Eu, Karabá.

Eu, Karabá., Eu, Karabá., Goeie Life

Por que o nome “Karabah”?

Karabá é uma personagem do longa-metragem francês “Kiriku e a feiticeira” (1998), inspirado em uma lenda africana. A bruxa é retratada como temida e má. A mãe de Kiriku comenta, em seu nascimento, que a feiticeira secou a fonte do povo e comeu todos os homens de sua aldeia.

Ao longo da história, descobrimos, quando Kiriku encontra seu avô no alto de uma montanha, o mais velho conta que na verdade não foi ela que secou a fonte, foi um pequeno monstro que ali cresceu e entalou. E que ela não comeu ninguém, os transformou. Comenta também que Karabá detesta crianças, despreza mulheres e odeia os homens. Porque esses últimos, enfiaram-lhe um espinho nas costas, tão profundo que somente pode ser retirado com os dentes. Espinho este que lhe causa uma dor tão profunda, que a torna má. Sua maldade é uma reação, se ação sofrida por ela fora boa, a reação também seria. Mas como não fora, ela se tornou má.
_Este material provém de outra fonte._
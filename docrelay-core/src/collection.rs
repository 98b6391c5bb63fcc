//! Collection handles for document store operations.
//!
//! A [`Collection`] names one `(database, collection)` namespace and forwards document
//! operations to the backend connection it borrows. Obtain one through
//! [`DocumentStore::checked_collection`](crate::store::DocumentStore::checked_collection).
//!
//! # Example
//!
//! ```ignore
//! use bson::doc;
//!
//! let users = store.checked_collection("sample_mflix", "users").await?;
//! let ids = users.insert(vec![doc! { "name": "Alice" }]).await?;
//! ```

use bson::{Bson, Document, oid::ObjectId};

use crate::{
    backend::{StoreBackend, UpdateOutcome},
    error::DocumentStoreResult,
    query::{Expr, Query},
};

/// A collection with a reference to a backend connection.
///
/// # Type Parameters
///
/// * `'a` - Lifetime of the backend reference
/// * `B` - The storage backend type
#[derive(Debug)]
pub struct Collection<'a, B: StoreBackend> {
    database: String,
    name: String,
    backend: &'a B,
}

impl<'a, B: StoreBackend> Collection<'a, B> {
    /// Creates a new collection reference (internal use).
    pub(crate) fn new(database: String, name: String, backend: &'a B) -> Self {
        Self { database, name, backend }
    }

    /// Returns the name of the database holding this collection.
    pub fn database(&self) -> &str {
        &self.database
    }

    /// Returns the name of this collection.
    pub fn name(&self) -> &str {
        &self.name
    }

    /// Inserts new documents into the collection.
    ///
    /// # Returns
    ///
    /// The identities of the inserted documents, in input order.
    ///
    /// # Errors
    ///
    /// Returns a [`DocumentStoreError`](crate::error::DocumentStoreError) if the operation fails.
    pub async fn insert(&self, documents: Vec<Document>) -> DocumentStoreResult<Vec<Bson>> {
        self.backend
            .insert_documents(&self.database, &self.name, documents)
            .await
    }

    /// Finds documents using a filter and projection.
    ///
    /// # Errors
    ///
    /// Returns a [`DocumentStoreError`](crate::error::DocumentStoreError) if the operation fails.
    pub async fn find(&self, query: Query) -> DocumentStoreResult<Vec<Document>> {
        self.backend
            .query_documents(&self.database, &self.name, query)
            .await
    }

    /// Sets `fields` on the document with the given identity.
    ///
    /// # Errors
    ///
    /// Returns a [`DocumentStoreError`](crate::error::DocumentStoreError) if the operation fails.
    /// A missing document is reported through [`UpdateOutcome::matched`], not as an error.
    pub async fn update(&self, id: ObjectId, fields: Document) -> DocumentStoreResult<UpdateOutcome> {
        self.backend
            .update_document(&self.database, &self.name, id, fields)
            .await
    }

    /// Deletes the documents matching `filter`, or every document when `None`.
    ///
    /// # Errors
    ///
    /// Returns a [`DocumentStoreError`](crate::error::DocumentStoreError) if the operation fails.
    pub async fn delete(&self, filter: Option<Expr>) -> DocumentStoreResult<u64> {
        self.backend
            .delete_documents(&self.database, &self.name, filter)
            .await
    }
}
Quando Kiriku consegue retirar o espinho de suas costas, Karabá grita com tal intensidade que se escuta na aldeia.

Esse grito representa o de todas que foram, de um jeito ou de outro, oprimidas pelos homens, violentadas, que carregaram, durante anos, um espinho nas costas, revoltando-se, às vezes, mas sem ter a coragem de dar o verdadeiro grito de liberdade. Aquele que veio romper o silêncio das mulheres e transformar a opressão, o ódio, em amor. Elucidando a vitória, ainda que depois de muita angústia. (HUNDZINSKI, 2012)

E daqui, detrás da minha tela, olho Karabá com anseio. Quantas Karabás não vemos no dia a dia? Mulheres que recebem um espinho por dia em suas costas e alguns deles nem com dentes é possível retirar. Nomeados com substantivos de pura violência e violações de direitos: São mortes, negligências, imperícias, racismo institucional e estrutural, violência de gênero, violência doméstica, intolerância religiosa, falta de oportunidade de trabalho. Se continuo, esse porquê nunca será concluso, uma vez que:

“Ser negra e mulher no Brasil é ser objeto de tripla discriminação, uma vez que os estereótipos gerados pelo racismo e pelo sexismo a colocam no mais baixo nível de opressão.” (GONZALEZ, 1982, p.97).

Neste blog, tenho como objetivo romper meu próprio silêncio e de outras mulheres, afinal “Muitas vezes penso que preciso dizer as coisas que me parecem mais importantes, verbalizá-las, compartilhá-las, mesmo correndo o risco de que sejam rejeitadas ou mal-entendidas. Mais além do que qualquer outro efeito, o fato de dizê-las me faz bem” (Audre Lorde,1977).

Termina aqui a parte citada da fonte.